# Supplemental Data Cleaning

Process of reducing inflected (or sometimes derived) words to their word stem or root

stemmed/stemming -> stem

electricity/electrical -> electric

__Benefits__:
- Reduce the corpus of wrods the model is exposed to
- Explicitly correlates words with similar meanings

__Methods__:
- Porter
- Snowball
- Lancaster
- Regex-based

## Test out Porter Stemmer

In [1]:
import nltk
ps = nltk.PorterStemmer()

In [2]:
dir(ps)

['MARTIN_EXTENSIONS',
 'NLTK_EXTENSIONS',
 'ORIGINAL_ALGORITHM',
 '__abstractmethods__',
 '__class__',
 '__delattr__',
 '__dict__',
 '__dir__',
 '__doc__',
 '__eq__',
 '__format__',
 '__ge__',
 '__getattribute__',
 '__gt__',
 '__hash__',
 '__init__',
 '__init_subclass__',
 '__le__',
 '__lt__',
 '__module__',
 '__ne__',
 '__new__',
 '__reduce__',
 '__reduce_ex__',
 '__repr__',
 '__setattr__',
 '__sizeof__',
 '__str__',
 '__subclasshook__',
 '__unicode__',
 '__weakref__',
 '_abc_impl',
 '_apply_rule_list',
 '_contains_vowel',
 '_ends_cvc',
 '_ends_double_consonant',
 '_has_positive_measure',
 '_is_consonant',
 '_measure',
 '_replace_suffix',
 '_step1a',
 '_step1b',
 '_step1c',
 '_step2',
 '_step3',
 '_step4',
 '_step5a',
 '_step5b',
 'mode',
 'pool',
 'stem',
 'unicode_repr',
 'vowels']

__NB__: focus on stem

In [8]:
print(f"Stem for different version of {ps.stem('grows')}, {ps.stem('growing')}, {ps.stem('grown')} ")
print(f"Stem for different version of {ps.stem('run')}, {ps.stem('running')}, {ps.stem('runner')} ")

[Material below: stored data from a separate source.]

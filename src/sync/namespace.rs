// Copyright (c) 2025-2026 Adrian Robinson. Licensed under the AGPL-3.0.
// See LICENSE file in the project root for full license text.

//! Namespace discovery within one tenant.

use super::context::{Lifecycle, SyncContext};
use super::topic::TopicSyncManager;
use crate::entity::{TenantIdentity, TenantNamespace};
use crate::metrics;
use crate::registry::Registry;
use crate::schedule::RepeatingTask;
use std::collections::HashSet;
use std::sync::Arc;
use tracing::{debug, info, info_span, Instrument};

const LEVEL: &str = "namespace";

/// Keeps one [`TopicSyncManager`] per namespace of a tenant.
pub struct NamespaceSyncManager {
    tenant: TenantIdentity,
    ctx: Arc<SyncContext>,
    namespaces: Registry<TenantNamespace, TopicSyncManager>,
    lifecycle: Lifecycle,
}

impl NamespaceSyncManager {
    pub fn new(ctx: Arc<SyncContext>, tenant: TenantIdentity) -> Arc<Self> {
        Arc::new(Self {
            tenant,
            ctx,
            namespaces: Registry::new(),
            lifecycle: Lifecycle::default(),
        })
    }

    /// Schedule rediscovery when `auto_update_namespace` is on, otherwise run one pass inline.
    pub async fn start(self: &Arc<Self>) {
        if !self.lifecycle.try_start() {
            return;
        }

        if self.ctx.sync_config().auto_update_namespace {
            let weak = Arc::downgrade(self);
            let task = RepeatingTask::spawn(
                self.ctx.pool(),
                "namespace_discovery",
                self.ctx.sync_config().rediscovery_interval_duration(),
                move || {
                    let manager = weak.upgrade();
                    async move {
                        if let Some(manager) = manager {
                            manager.sync().await;
                        }
                    }
                },
            );
            self.lifecycle.install(task);
        } else {
            self.sync().await;
        }
    }

    /// One discovery pass. Never fails; errors are logged and the pass abandoned.
    pub async fn sync(&self) {
        let span = info_span!("namespace_sync", tenant = %self.tenant);
        self.sync_pass().instrument(span).await
    }

    async fn sync_pass(&self) {
        if self.lifecycle.is_closed() {
            return;
        }

        let listing = self.ctx.handle().source_admin().list_namespaces(self.tenant.name());
        let Some((listed, started)) = self.ctx.list(LEVEL, self.tenant.name(), listing).await else {
            return;
        };

        let mut discovered = Vec::new();
        for name in &listed {
            match TenantNamespace::from_listed(&self.tenant, name) {
                Some(namespace) => discovered.push(namespace),
                None => debug!(listed = %name, "Ignoring namespace outside this tenant"),
            }
        }

        let listed_now: HashSet<&TenantNamespace> = discovered.iter().collect();
        for gone in self.namespaces.keys().iter().filter(|k| !listed_now.contains(k)) {
            debug!(namespace = %gone, "Namespace no longer listed on source; manager left running");
        }

        let mut fresh = Vec::new();
        for namespace in &discovered {
            let (manager, created) = self.namespaces.get_or_create(namespace.clone(), |key| {
                TopicSyncManager::new(Arc::clone(&self.ctx), key.clone())
            });
            if created {
                metrics::record_registration(LEVEL);
                metrics::adjust_registered(LEVEL, 1.0);
                info!(namespace = %namespace, "Registered namespace");
                fresh.push(manager);
            }
        }

        let mut starting = Vec::with_capacity(fresh.len());
        for manager in &fresh {
            starting.push(self.start_child(manager));
        }
        futures::future::join_all(starting).await;

        // Close raced with this pass: the snapshot in close() may have missed these
        if self.lifecycle.is_closed() {
            let mut closing = Vec::with_capacity(fresh.len());
            for manager in &fresh {
                closing.push(manager.close());
            }
            futures::future::join_all(closing).await;
            return;
        }

        metrics::record_discovery_pass(LEVEL, true, discovered.len(), started.elapsed());
        debug!(
            discovered = discovered.len(),
            registered = fresh.len(),
            "Namespace discovery pass complete"
        );
    }

    async fn start_child(&self, manager: &Arc<TopicSyncManager>) {
        if self.ctx.sync_config().mirror_entities {
            let path = manager.namespace().namespace();
            let create = self.ctx.handle().destination_admin().create_namespace(&path);
            self.ctx.mirror(LEVEL, &path, create).await;
        }
        manager.start().await;
    }

    /// Cancel rediscovery and close every topic manager.
    pub async fn close(&self) {
        if !self.lifecycle.begin_close() {
            return;
        }
        self.lifecycle.stop_discovery().await;

        let managers = self.namespaces.values();
        let mut closing = Vec::with_capacity(managers.len());
        for manager in &managers {
            closing.push(manager.close());
        }
        futures::future::join_all(closing).await;
        metrics::adjust_registered(LEVEL, -(managers.len() as f64));
        debug!(tenant = %self.tenant, namespaces = managers.len(), "Namespace manager closed");
    }

    pub fn tenant(&self) -> &TenantIdentity {
        &self.tenant
    }

    pub fn len(&self) -> usize {
        self.namespaces.len()
    }

    pub fn is_empty(&self) -> bool {
        self.namespaces.is_empty()
    }

    pub fn get(&self, namespace: &TenantNamespace) -> Option<Arc<TopicSyncManager>> {
        self.namespaces.get(namespace)
    }

    pub fn keys(&self) -> Vec<TenantNamespace> {
        self.namespaces.keys()
    }

    pub fn topic_managers(&self) -> Vec<Arc<TopicSyncManager>> {
        self.namespaces.values()
    }
}

#[cfg(test)]
mod tests {
    use super::*;
    use crate::config::OrchestratorConfig;
    use crate::memory::InMemoryCluster;
    use crate::client::{AdminClient, BoxFuture};
    use crate::handle::EntityHandle;
    use crate::schedule::DiscoveryPool;
    use crate::sync::context::testing::context;
    use tokio::runtime::Handle;

    /// Source admin whose namespace listing also returns entries from other tenants.
    struct CrossTenantListing {
        inner: InMemoryCluster,
    }

    impl AdminClient for CrossTenantListing {
        fn list_tenants(&self) -> BoxFuture<'_, Vec<String>> {
            self.inner.list_tenants()
        }

        fn list_namespaces(&self, tenant: &str) -> BoxFuture<'_, Vec<String>> {
            let listing = self.inner.list_namespaces(tenant);
            Box::pin(async move {
                listing.await.map(|mut names| {
                    names.push("t2/ns1".to_string());
                    names.push("t1/".to_string());
                    names
                })
            })
        }

        fn list_topics(&self, namespace: &str) -> BoxFuture<'_, Vec<String>> {
            self.inner.list_topics(namespace)
        }

        fn create_tenant(&self, tenant: &str) -> BoxFuture<'_, ()> {
            self.inner.create_tenant(tenant)
        }

        fn create_namespace(&self, namespace: &str) -> BoxFuture<'_, ()> {
            self.inner.create_namespace(namespace)
        }

        fn partition_count(&self, topic: &str) -> BoxFuture<'_, u32> {
            self.inner.partition_count(topic)
        }

        fn create_topic(&self, topic: &str, partitions: u32) -> BoxFuture<'_, ()> {
            self.inner.create_topic(topic, partitions)
        }
    }

    #[tokio::test]
    async fn test_one_topic_manager_per_namespace() {
        let source = InMemoryCluster::new("source");
        source.add_topic("persistent://t1/ns1/a");
        source.add_topic("persistent://t1/ns2/b");
        source.add_namespace("t2/other");
        let destination = InMemoryCluster::new("destination");
        let config = OrchestratorConfig::for_testing("src", "dst");

        let manager = NamespaceSyncManager::new(context(&source, &destination, &config), TenantIdentity::new("t1"));
        manager.start().await;

        let mut keys: Vec<String> = manager.keys().iter().map(|k| k.namespace()).collect();
        keys.sort();
        assert_eq!(keys, vec!["t1/ns1", "t1/ns2"]);

        let ns1 = manager.get(&TenantNamespace::new(TenantIdentity::new("t1"), "ns1")).unwrap();
        assert_eq!(ns1.len(), 1);

        manager.sync().await;
        assert_eq!(manager.len(), 2);
        manager.close().await;
    }

    #[tokio::test]
    async fn test_mirrors_namespaces_on_destination() {
        let source = InMemoryCluster::new("source");
        source.add_namespace("t1/ns1");
        let destination = InMemoryCluster::new("destination");
        destination.add_tenant("t1");
        let config = OrchestratorConfig::for_testing("src", "dst");

        let manager = NamespaceSyncManager::new(context(&source, &destination, &config), TenantIdentity::new("t1"));
        manager.start().await;
        assert!(destination.has_namespace("t1/ns1"));
        manager.close().await;
    }

    #[tokio::test]
    async fn test_mirroring_disabled() {
        let source = InMemoryCluster::new("source");
        source.add_namespace("t1/ns1");
        let destination = InMemoryCluster::new("destination");
        destination.add_tenant("t1");
        let mut config = OrchestratorConfig::for_testing("src", "dst");
        config.sync.mirror_entities = false;

        let manager = NamespaceSyncManager::new(context(&source, &destination, &config), TenantIdentity::new("t1"));
        manager.start().await;
        assert_eq!(manager.len(), 1);
        assert!(!destination.has_namespace("t1/ns1"));
        manager.close().await;
    }

    #[tokio::test]
    async fn test_unknown_tenant_abandons_pass() {
        let source = InMemoryCluster::new("source");
        let destination = InMemoryCluster::new("destination");
        let config = OrchestratorConfig::for_testing("src", "dst");

        let manager = NamespaceSyncManager::new(context(&source, &destination, &config), TenantIdentity::new("gone"));
        manager.start().await;
        assert!(manager.is_empty());
        manager.close().await;
    }

    #[tokio::test]
    async fn test_foreign_tenant_namespaces_ignored() {
        let source = InMemoryCluster::new("source");
        source.add_namespace("t1/ns1");
        source.add_namespace("t2/ns1");
        let destination = InMemoryCluster::new("destination");
        let config = OrchestratorConfig::for_testing("src", "dst");

        let handle = EntityHandle::new(
            Arc::new(CrossTenantListing { inner: source.clone() }),
            Arc::new(destination.clone()),
            Arc::new(source.clone()),
            Arc::new(destination.clone()),
        );
        let pool = DiscoveryPool::new(Handle::current(), config.discovery.pool_size);
        let ctx = Arc::new(SyncContext::new(handle, &config, pool, Handle::current()));

        let manager = NamespaceSyncManager::new(ctx, TenantIdentity::new("t1"));
        manager.start().await;
        assert_eq!(manager.keys(), vec![TenantNamespace::new(TenantIdentity::new("t1"), "ns1")]);
        assert!(!destination.has_namespace("t2/ns1"));
        manager.close().await;
    }
}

Stem for different version of grow, grow, grown 
Stem for different version of run, run, runner 


## Load the sms spam collection from csv

In [10]:
import pandas as pd
#for regular expression
import re
import string

pd.set_option('display.max_colwidth', 100)

stopwords = nltk.corpus.stopwords.words('english')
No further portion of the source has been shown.